== DATASET EXTRACT

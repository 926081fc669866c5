//! Standard invariant checks.
//!
//! These invariants capture behavioral properties that must always hold.
//! They verify WHAT must be true, not specific test scenarios.

use super::{HealthView, Invariant, InvariantResult, PhaseView, SystemSnapshot, Violation};

/// The App view model shows exactly what the controller holds.
///
/// The App never writes session state on its own; every field it shows comes
/// from a controller action. Divergence means an action was lost or invented.
pub struct ViewMatchesSession;

impl Invariant for ViewMatchesSession {
    fn name(&self) -> &'static str {
        "view_matches_session"
    }

    fn check(&self, state: &SystemSnapshot) -> InvariantResult {
        for client in state.clients.iter().filter(|c| c.active) {
            if client.app != client.controller {
                return Err(Violation {
                    invariant: self.name(),
                    message: format!(
                        "client {}: app shows {:?}, controller holds {:?}",
                        client.id, client.app, client.controller
                    ),
                });
            }
        }
        Ok(())
    }
}

/// Identity is present exactly while the session is joining or joined.
pub struct PhaseMatchesIdentity;

impl Invariant for PhaseMatchesIdentity {
    fn name(&self) -> &'static str {
        "phase_matches_identity"
    }

    fn check(&self, state: &SystemSnapshot) -> InvariantResult {
        for client in &state.clients {
            let has_identity = client.controller.identity.is_some();
            let in_session = client.phase != PhaseView::Unjoined;
            if has_identity != in_session {
                return Err(Violation {
                    invariant: self.name(),
                    message: format!(
                        "client {}: phase {:?} with identity {:?}",
                        client.id, client.phase, client.controller.identity
                    ),
                });
            }
        }
        Ok(())
    }
}

/// Translation is reported available exactly while connected.
pub struct TranslationFollowsHealth;

impl Invariant for TranslationFollowsHealth {
    fn name(&self) -> &'static str {
        "translation_follows_health"
    }

    fn check(&self, state: &SystemSnapshot) -> InvariantResult {
        for client in &state.clients {
            let connected = client.controller.health == HealthView::Connected;
            if client.controller.translation_available != connected {
                return Err(Violation {
                    invariant: self.name(),
                    message: format!(
                        "client {}: translation_available={} with health {:?}",
                        client.id, client.controller.translation_available, client.controller.health
                    ),
                });
            }
        }
        Ok(())
    }
}

/// Once traffic settles, every joined and connected client's roster equals
/// the server's membership of its room, in server order.
///
/// Only checked on quiescent snapshots; in flight rosters may lag.
pub struct RosterConvergence;

impl Invariant for RosterConvergence {
    fn name(&self) -> &'static str {
        "roster_convergence"
    }

    fn check(&self, state: &SystemSnapshot) -> InvariantResult {
        if !state.quiescent {
            return Ok(());
        }

        let settled = state.clients.iter().filter(|c| {
            c.active
                && c.online
                && c.phase == PhaseView::Joined
                && c.controller.health == HealthView::Connected
        });

        for client in settled {
            let Some(room) = client.room() else {
                continue;
            };
            let expected = state.rooms.get(room).map(Vec::as_slice).unwrap_or_default();
            if client.controller.roster != expected {
                return Err(Violation {
                    invariant: self.name(),
                    message: format!(
                        "client {} in #{room}: roster {:?}, server has {:?}",
                        client.id, client.controller.roster, expected
                    ),
                });
            }
        }
        Ok(())
    }
}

====

**WHAT YOU HAVE TO DO**
Report how many lines in the data above contain "while", without any other words.

**WRITTEN ANSWER**
2